EXERCISE INSTRUCTIONS: A complete and exact copy of the data below is required.

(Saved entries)
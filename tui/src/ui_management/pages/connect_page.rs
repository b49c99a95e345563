use crossterm::event::{KeyCode, KeyEvent, KeyEventKind, KeyModifiers};
use ratatui::{prelude::*, widgets::*, Frame};
use tokio::sync::mpsc::UnboundedSender;

use crate::state_store::{action::Action, ServerConnectionStatus, State};

use crate::ui_management::components::{Component, ComponentRender};

struct Props {
    server_url: String,
    connection_status: ServerConnectionStatus,
}

impl From<&State> for Props {
    fn from(state: &State) -> Self {
        Props {
            server_url: state.server_url.clone(),
            connection_status: state.server_connection_status.clone(),
        }
    }
}

/// ConnectPage opens the first connection to the session server
pub struct ConnectPage {
    /// Action sender
    action_tx: UnboundedSender<Action>,
    /// State Mapped ConnectPage Props
    props: Props,
}

impl ConnectPage {
    fn status_line(&self) -> Line<'static> {
        match &self.props.connection_status {
            ServerConnectionStatus::Connecting => Line::from("Connecting...".italic()),
            ServerConnectionStatus::Errored { err } => Line::from(vec![
                "Could not connect: ".red().bold(),
                Span::from(err.clone()).red(),
            ]),
            _ => Line::from(vec![
                "Press ".into(),
                "<Enter>".bold(),
                " to connect, ".into(),
                "<q>".bold(),
                " to quit.".into(),
            ]),
        }
    }
}

impl Component for ConnectPage {
    fn new(state: &State, action_tx: UnboundedSender<Action>) -> Self
    where
        Self: Sized,
    {
        ConnectPage {
            action_tx,
            props: Props::from(state),
        }
    }

    fn move_with_state(self, state: &State) -> Self
    where
        Self: Sized,
    {
        ConnectPage {
            props: Props::from(state),
            ..self
        }
    }

    fn name(&self) -> &str {
        "Connect Page"
    }

    fn handle_key_event(&mut self, key: KeyEvent) {
        if key.kind != KeyEventKind::Press {
            return;
        }

        match key.code {
            KeyCode::Enter
                if self.props.connection_status != ServerConnectionStatus::Connecting =>
            {
                let _ = self.action_tx.send(Action::ConnectToServerRequest {
                    addr: self.props.server_url.clone(),
                });
            }
            KeyCode::Char('q') => {
                let _ = self.action_tx.send(Action::Exit);
            }
            KeyCode::Char('c') if key.modifiers.contains(KeyModifiers::CONTROL) => {
                let _ = self.action_tx.send(Action::Exit);
            }
            _ => {}
        }
    }
}

impl ComponentRender<()> for ConnectPage {
    fn render<B: Backend>(&self, frame: &mut Frame<B>, _props: ()) {
        let [_, vertical_centered, _] = *Layout::default()
            .direction(Direction::Vertical)
            .constraints(
                [
                    Constraint::Ratio(1, 3),
                    Constraint::Min(1),
                    Constraint::Ratio(1, 3),
                ]
                .as_ref(),
            )
            .split(frame.size())
        else {
            panic!("The main layout should have 3 chunks")
        };

        let [_, both_centered, _] = *Layout::default()
            .direction(Direction::Horizontal)
            .constraints(
                [
                    Constraint::Ratio(1, 4),
                    Constraint::Min(1),
                    Constraint::Ratio(1, 4),
                ]
                .as_ref(),
            )
            .split(vertical_centered)
        else {
            panic!("The horizontal layout should have 3 chunks")
        };

        let [container_title, container_addr, container_status] = *Layout::default()
            .direction(Direction::Vertical)
            .constraints(
                [
                    Constraint::Length(2),
                    Constraint::Length(3),
                    Constraint::Length(3),
                ]
                .as_ref(),
            )
            .split(both_centered)
        else {
            panic!("The centered layout should have 3 chunks")
        };

        let title = Paragraph::new(Line::from("Planning Poker".bold()))
            .alignment(Alignment::Center);
        frame.render_widget(title, container_title);

        let addr = Paragraph::new(Text::from(self.props.server_url.as_str()))
            .block(Block::default().borders(Borders::ALL).title("Server"));
        frame.render_widget(addr, container_addr);

        let status = Paragraph::new(self.status_line()).wrap(Wrap { trim: true });
        frame.render_widget(status, container_status);
    }
}
use tokio::sync::broadcast;

#[derive(Debug, Clone)]
pub enum Interrupted {
    OsSigInt,
    UserInt,
}

/// Handle for asking every loop of the application to stop
#[derive(Debug, Clone)]
pub struct Terminator {
    interrupt_tx: broadcast::Sender<Interrupted>,
}

impl Terminator {
    pub fn new(interrupt_tx: broadcast::Sender<Interrupted>) -> Self {
        Self { interrupt_tx }
    }

    pub fn terminate(&mut self, interrupted: Interrupted) -> anyhow::Result<()> {
        self.interrupt_tx.send(interrupted)?;

        Ok(())
    }
}

async fn terminate_on_ctrl_c(mut terminator: Terminator) {
    if let Err(err) = tokio::signal::ctrl_c().await {
        tracing::error!("could not listen for the interrupt signal: {}", err);
        return;
    }

    if let Err(err) = terminator.terminate(Interrupted::OsSigInt) {
        tracing::warn!("could not broadcast the interrupt signal: {}", err);
    }
}

// create a broadcast channel for retrieving the application kill signal
pub fn create_termination() -> (Terminator, broadcast::Receiver<Interrupted>) {
    let (tx, rx) = broadcast::channel(1);
    let terminator = Terminator::new(tx);

    tokio::spawn(terminate_on_ctrl_c(terminator.clone()));

    (terminator, rx)
}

TASK ANSWER:
filename tui/src/ui_management/pages/connect_page.rs
repository b49c99a95e345563
use crossterm::event::{KeyCode, KeyEvent, KeyEventKind, KeyModifiers};
use ratatui::{prelude::*, widgets::*, Frame};
use tokio::sync::mpsc::UnboundedSender;

use crate::state_store::{action::Action, ServerConnectionStatus, State};

use crate::ui_management::components::{Component, ComponentRender};

struct Props {
    server_url: String,
    connection_status: ServerConnectionStatus,
}

impl From<&State> for Props {
    fn from(state: &State) -> Self {
        Props {
            server_url: state.server_url.clone(),
            connection_status: state.server_connection_status.clone(),
        }
    }
}

/// ConnectPage opens the first connection to the session server
pub struct ConnectPage {
    /// Action sender
    action_tx: UnboundedSender<Action>,
    /// State Mapped ConnectPage Props
    props: Props,
}

impl ConnectPage {
    fn status_line(&self) -> Line<'static> {
        match &self.props.connection_status {
            ServerConnectionStatus::Connecting => Line::from("Connecting...".italic()),
            ServerConnectionStatus::Errored { err } => Line::from(vec![
                "Could not connect: ".red().bold(),
                Span::from(err.clone()).red(),
            ]),
            _ => Line::from(vec![
                "Press ".into(),
                "<Enter>".bold(),
                " to connect, ".into(),
                "<q>".bold(),
                " to quit.".into(),
            ]),
        }
    }
}

impl Component for ConnectPage {
    fn new(state: &State, action_tx: UnboundedSender<Action>) -> Self
    where
        Self: Sized,
    {
        ConnectPage {
            action_tx,
            props: Props::from(state),
        }
    }

    fn move_with_state(self, state: &State) -> Self
    where
        Self: Sized,
    {
        ConnectPage {
            props: Props::from(state),
            ..self
        }
    }

    fn name(&self) -> &str {
        "Connect Page"
    }

    fn handle_key_event(&mut self, key: KeyEvent) {
        if key.kind != KeyEventKind::Press {
            return;
        }

        match key.code {
            KeyCode::Enter
                if self.props.connection_status != ServerConnectionStatus::Connecting =>
            {
                let _ = self.action_tx.send(Action::ConnectToServerRequest {
                    addr: self.props.server_url.clone(),
                });
            }
            KeyCode::Char('q') => {
                let _ = self.action_tx.send(Action::Exit);
            }
            KeyCode::Char('c') if key.modifiers.contains(KeyModifiers::CONTROL) => {
                let _ = self.action_tx.send(Action::Exit);
            }
            _ => {}
        }
    }
}

impl ComponentRender<()> for ConnectPage {
    fn render<B: Backend>(&self, frame: &mut Frame<B>, _props: ()) {
        let [_, vertical_centered, _] = *Layout::default()
            .direction(Direction::Vertical)
            .constraints(
                [
                    Constraint::Ratio(1, 3),
                    Constraint::Min(1),
                    Constraint::Ratio(1, 3),
                ]
                .as_ref(),
            )
            .split(frame.size())
        else {
            panic!("The main layout should have 3 chunks")
        };

        let [_, both_centered, _] = *Layout::default()
            .direction(Direction::Horizontal)
            .constraints(
                [
                    Constraint::Ratio(1, 4),
                    Constraint::Min(1),
                    Constraint::Ratio(1, 4),
                ]
                .as_ref(),
            )
            .split(vertical_centered)
        else {
            panic!("The horizontal layout should have 3 chunks")
        };

        let [container_title, container_addr, container_status] = *Layout::default()
            .direction(Direction::Vertical)
            .constraints(
                [
                    Constraint::Length(2),
                    Constraint::Length(3),
                    Constraint::Length(3),
                ]
                .as_ref(),
            )
            .split(both_centered)
        else {
            panic!("The centered layout should have 3 chunks")
        };

        let title = Paragraph::new(Line::from("Planning Poker".bold()))
            .alignment(Alignment::Center);
        frame.render_widget(title, container_title);

        let addr = Paragraph::new(Text::from(self.props.server_url.as_str()))
            .block(Block::default().borders(Borders::ALL).title("Server"));
        frame.render_widget(addr, container_addr);

        let status = Paragraph::new(self.status_line()).wrap(Wrap { trim: true });
        frame.render_widget(status, container_status);
    }
}
use tokio::sync::broadcast;

#[derive(Debug, Clone)]
pub enum Interrupted {
    OsSigInt,
    UserInt,
}

/// Handle for asking every loop of the application to stop
#[derive(Debug, Clone)]
pub struct Terminator {
    interrupt_tx: broadcast::Sender<Interrupted>,
}

impl Terminator {
    pub fn new(interrupt_tx: broadcast::Sender<Interrupted>) -> Self {
        Self { interrupt_tx }
    }

    pub fn terminate(&mut self, interrupted: Interrupted) -> anyhow::Result<()> {
        self.interrupt_tx.send(interrupted)?;

        Ok(())
    }
}

async fn terminate_on_ctrl_c(mut terminator: Terminator) {
    if let Err(err) = tokio::signal::ctrl_c().await {
        tracing::error!("could not listen for the interrupt signal: {}", err);
        return;
    }

    if let Err(err) = terminator.terminate(Interrupted::OsSigInt) {
        tracing::warn!("could not broadcast the interrupt signal: {}", err);
    }
}

// create a broadcast channel for retrieving the application kill signal
pub fn create_termination() -> (Terminator, broadcast::Receiver<Interrupted>) {
    let (tx, rx) = broadcast::channel(1);
    let terminator = Terminator::new(tx);

    tokio::spawn(terminate_on_ctrl_c(terminator.clone()));

    (terminator, rx)
}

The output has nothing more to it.